• _EXERCISE_
Search the entries below for the word "data" and copy each line that has it.

• _PROVIDED MATERIAL_

------

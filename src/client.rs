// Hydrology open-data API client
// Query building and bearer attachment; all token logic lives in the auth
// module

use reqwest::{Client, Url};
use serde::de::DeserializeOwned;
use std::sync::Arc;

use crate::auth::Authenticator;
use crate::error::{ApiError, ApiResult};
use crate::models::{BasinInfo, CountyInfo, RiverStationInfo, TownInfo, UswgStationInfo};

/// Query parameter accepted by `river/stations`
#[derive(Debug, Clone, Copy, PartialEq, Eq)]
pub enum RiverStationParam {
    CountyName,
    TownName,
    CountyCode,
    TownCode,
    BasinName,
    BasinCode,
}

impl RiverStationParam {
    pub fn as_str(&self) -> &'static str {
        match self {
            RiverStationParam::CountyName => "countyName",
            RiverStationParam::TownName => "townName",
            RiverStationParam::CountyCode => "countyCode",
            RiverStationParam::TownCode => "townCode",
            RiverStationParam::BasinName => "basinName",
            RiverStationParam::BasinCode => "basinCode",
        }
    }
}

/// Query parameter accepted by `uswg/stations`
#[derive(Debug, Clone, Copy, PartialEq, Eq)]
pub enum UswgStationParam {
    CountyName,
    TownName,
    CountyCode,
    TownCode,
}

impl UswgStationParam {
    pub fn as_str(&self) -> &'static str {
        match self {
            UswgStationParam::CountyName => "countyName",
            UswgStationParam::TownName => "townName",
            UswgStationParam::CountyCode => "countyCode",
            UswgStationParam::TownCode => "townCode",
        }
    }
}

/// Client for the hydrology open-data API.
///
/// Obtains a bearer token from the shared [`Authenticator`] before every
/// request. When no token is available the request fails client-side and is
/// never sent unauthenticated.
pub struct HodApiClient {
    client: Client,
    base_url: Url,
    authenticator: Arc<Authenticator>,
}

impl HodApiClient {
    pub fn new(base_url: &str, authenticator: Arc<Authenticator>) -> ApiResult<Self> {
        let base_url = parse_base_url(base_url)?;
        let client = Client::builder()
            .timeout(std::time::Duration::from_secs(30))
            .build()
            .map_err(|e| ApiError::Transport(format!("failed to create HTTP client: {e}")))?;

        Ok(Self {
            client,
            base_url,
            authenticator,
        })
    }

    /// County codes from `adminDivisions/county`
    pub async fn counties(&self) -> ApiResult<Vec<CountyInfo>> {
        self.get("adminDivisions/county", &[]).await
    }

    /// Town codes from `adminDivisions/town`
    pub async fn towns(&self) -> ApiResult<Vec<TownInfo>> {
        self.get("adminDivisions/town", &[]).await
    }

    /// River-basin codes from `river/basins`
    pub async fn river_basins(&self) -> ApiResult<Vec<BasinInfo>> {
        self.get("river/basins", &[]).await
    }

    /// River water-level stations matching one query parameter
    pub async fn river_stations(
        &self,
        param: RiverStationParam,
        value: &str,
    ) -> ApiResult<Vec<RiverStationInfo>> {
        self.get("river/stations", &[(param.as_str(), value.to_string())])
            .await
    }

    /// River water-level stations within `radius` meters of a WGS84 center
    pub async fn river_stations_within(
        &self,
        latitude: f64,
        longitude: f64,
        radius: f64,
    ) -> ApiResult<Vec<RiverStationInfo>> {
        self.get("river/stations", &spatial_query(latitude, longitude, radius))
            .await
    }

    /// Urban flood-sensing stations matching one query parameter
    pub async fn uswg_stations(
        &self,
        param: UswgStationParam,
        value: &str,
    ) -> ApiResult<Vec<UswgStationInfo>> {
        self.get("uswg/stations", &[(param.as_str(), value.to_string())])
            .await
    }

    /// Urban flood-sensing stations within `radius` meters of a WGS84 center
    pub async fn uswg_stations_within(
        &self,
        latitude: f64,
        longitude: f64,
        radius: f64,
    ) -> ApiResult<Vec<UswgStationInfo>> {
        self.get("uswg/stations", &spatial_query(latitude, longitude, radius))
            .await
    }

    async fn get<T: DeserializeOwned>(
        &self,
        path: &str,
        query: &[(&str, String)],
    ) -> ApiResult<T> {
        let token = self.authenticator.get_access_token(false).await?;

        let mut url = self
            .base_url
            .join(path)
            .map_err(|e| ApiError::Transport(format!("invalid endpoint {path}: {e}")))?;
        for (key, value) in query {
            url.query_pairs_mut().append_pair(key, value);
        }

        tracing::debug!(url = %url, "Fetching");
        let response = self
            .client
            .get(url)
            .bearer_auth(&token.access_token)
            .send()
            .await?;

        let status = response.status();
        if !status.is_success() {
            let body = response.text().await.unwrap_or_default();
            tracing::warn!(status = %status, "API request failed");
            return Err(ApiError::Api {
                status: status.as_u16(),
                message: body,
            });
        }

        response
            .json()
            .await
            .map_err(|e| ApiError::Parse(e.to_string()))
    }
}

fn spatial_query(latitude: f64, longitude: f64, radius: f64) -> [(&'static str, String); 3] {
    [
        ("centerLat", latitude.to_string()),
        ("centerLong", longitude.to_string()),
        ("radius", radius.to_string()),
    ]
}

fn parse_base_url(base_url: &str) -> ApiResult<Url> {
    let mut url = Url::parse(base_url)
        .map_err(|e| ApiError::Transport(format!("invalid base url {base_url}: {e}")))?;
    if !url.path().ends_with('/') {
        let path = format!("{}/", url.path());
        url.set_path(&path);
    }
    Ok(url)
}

------

• _ANSWER SECTION_
// Hydrology open-data API client
/// Client for the hydrology open-data API.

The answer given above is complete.